Researchers have made a breakthrough that could eventually lead to a more effective treatment for tuberculosis. Tuberculosis is one of the top 10 causes of death worldwide, according to the World Health Organization. A team of scientists, including Professor Colin Jackson from The Australian National University (ANU), has solve the mystery of how a cofactor called F420, find in the bacterium behind tuberculosis, is made.
The candidate enzymes
There are three aspects of the F420 biosynthetic pathway that require clarification. First, the metabolic origin of 2-PL, the proposed substrate for CofC, is unclear. It has assume that a hypothetical kinase (designated CofB) phosphorylates L-lactate to produce 2-PL. However, no such enzyme has identify in bacteria or archaea, and our genomic analysis of F420 biosynthesis operons has fail to identify any candidate enzymes with putative L-lactate kinase activity
Cofactors like F420 help enzymes to speed up chemical reactions. Professor Jackson said this breakthrough could help identify new drug targets for tuberculosis. “F420 is find in Mycobacterium tuberculosis the bacteria which causes tuberculosis. But is not synthesise by the human body,” Professor Jackson said.

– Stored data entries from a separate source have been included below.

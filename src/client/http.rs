use std::time::Duration;

use async_trait::async_trait;
use reqwest::{Client, RequestBuilder, Response};
use serde::de::DeserializeOwned;
use serde::Deserialize;
use serde_json::Value;
use tracing::debug;

use crate::models::{AppError, Block, ImportRequest, ImportResult};

use super::{ApiContext, ImportError, ImportGateway};

const IMPORT_PATH: &str = "customers/bulk-import";
const BLOCKS_PATH: &str = "blocks";
const CUSTOMERS_PATH: &str = "customers";

/// Lists come back either bare or wrapped in a `data` envelope.
#[derive(Deserialize)]
#[serde(untagged)]
enum ListBody<T> {
    Bare(Vec<T>),
    Wrapped { data: Vec<T> },
}

impl<T> ListBody<T> {
    fn into_vec(self) -> Vec<T> {
        match self {
            ListBody::Bare(items) | ListBody::Wrapped { data: items } => items,
        }
    }
}

/// `ImportGateway` over the admin REST backend.
pub struct HttpGateway {
    client: Client,
    context: ApiContext,
}

impl HttpGateway {
    pub fn new(context: ApiContext, timeout: Duration) -> Result<Self, AppError> {
        if context.base_url.trim().is_empty() {
            return Err(AppError::new("The backend URL is not configured."));
        }

        let client = Client::builder()
            .timeout(timeout)
            .build()
            .map_err(|err| AppError::new(format!("Failed to create the HTTP client: {err}")))?;

        Ok(Self { client, context })
    }

    pub fn context(&self) -> &ApiContext {
        &self.context
    }

    fn url(&self, path: &str) -> String {
        format!("{}/{}", self.context.base_url.trim_end_matches('/'), path)
    }

    /// Tenant scoping and auth shared by every request.
    fn scoped(&self, builder: RequestBuilder) -> RequestBuilder {
        let builder = builder.query(&[
            ("tenant_id", self.context.tenant_id.as_str()),
            ("admin_id", self.context.admin_id.as_str()),
        ]);
        match &self.context.token {
            Some(token) if !token.is_empty() => builder.bearer_auth(token),
            _ => builder,
        }
    }

    async fn send(&self, builder: RequestBuilder) -> Result<Response, ImportError> {
        let response = self
            .scoped(builder)
            .send()
            .await
            .map_err(|err| ImportError::Transport(err.to_string()))?;

        let status = response.status();
        if !status.is_success() {
            let body = response.text().await.unwrap_or_default();
            return Err(ImportError::Status {
                status: status.as_u16(),
                body,
            });
        }

        Ok(response)
    }

    async fn decode<T: DeserializeOwned>(response: Response) -> Result<T, ImportError> {
        let body = response
            .text()
            .await
            .map_err(|err| ImportError::Transport(err.to_string()))?;
        serde_json::from_str(&body).map_err(|err| ImportError::Decode(err.to_string()))
    }
}

#[async_trait]
impl ImportGateway for HttpGateway {
    async fn import_customers(&self, request: &ImportRequest) -> Result<ImportResult, ImportError> {
        let url = self.url(IMPORT_PATH);
        debug!(url = %url, records = request.users.len(), "POST import");
        let response = self.send(self.client.post(&url).json(request)).await?;
        Self::decode(response).await
    }

    async fn fetch_blocks(&self) -> Result<Vec<Block>, ImportError> {
        let url = self.url(BLOCKS_PATH);
        debug!(url = %url, "GET blocks");
        let response = self.send(self.client.get(&url)).await?;
        let body: ListBody<Block> = Self::decode(response).await?;
        Ok(body.into_vec())
    }

    async fn refresh_customers(&self) -> Result<usize, ImportError> {
        let url = self.url(CUSTOMERS_PATH);
        debug!(url = %url, "GET customers");
        let response = self.send(self.client.get(&url)).await?;
        let body: ListBody<Value> = Self::decode(response).await?;
        Ok(body.into_vec().len())
    }
}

For decades, people have been unsure about how F420, has made. We were able to go through and identify all the different enzymes involve in making this cofactor. Understanding its make-up could allow scientists to better target the disease in patients. This is particularly significant as TB is the world’s deadliest infectious diseases, claiming over one million lives each year.
Genetic knockout studies
It has become widely accept within the field that one of the essential initial steps in F420 biosynthesis involves a hypothetical L-lactate kinase that produces 2-PL, which is subsequently incorporate into F420 through the activities of CofC and CofD. However, neither bioinformatics nor genetic knockout studies have identify plausible candidate genes for a L-lactate kinase.
Furthermore, 2-PL has show to inhibit several enzymes involve in central metabolism. In terms of pathway flux, this makes 2-PL an unusual starting point for biosynthesis of an abundant metabolite such as F420; which can exceed 1 μM in some species. The results present in this paper unequivocally demonstrate that PEP, rather than 2-PL, is the authentic starting metabolite in bacteria.
These results reconcile the previously problematic assumptions that are require to include 2-PL within the biosynthetic pathway and establish a revised pathway that is directly link to central carbon metabolism (via PEP) through the glycolysis and gluconeogenesis pathways.
Now researchers know how the cofactor is made in Mycobacterium tuberculosis; so they can also produce it in other organismshelping unlock safer and cleaner biotechnology applications. This is really important for what we call ‘green chemistry’,” Professor Jackson said. Instead of manufacturing a certain chemical using toxic solvents or high heat; so they can now use enzymes that use this cofactor to do it in more environmentally-friendly conditions.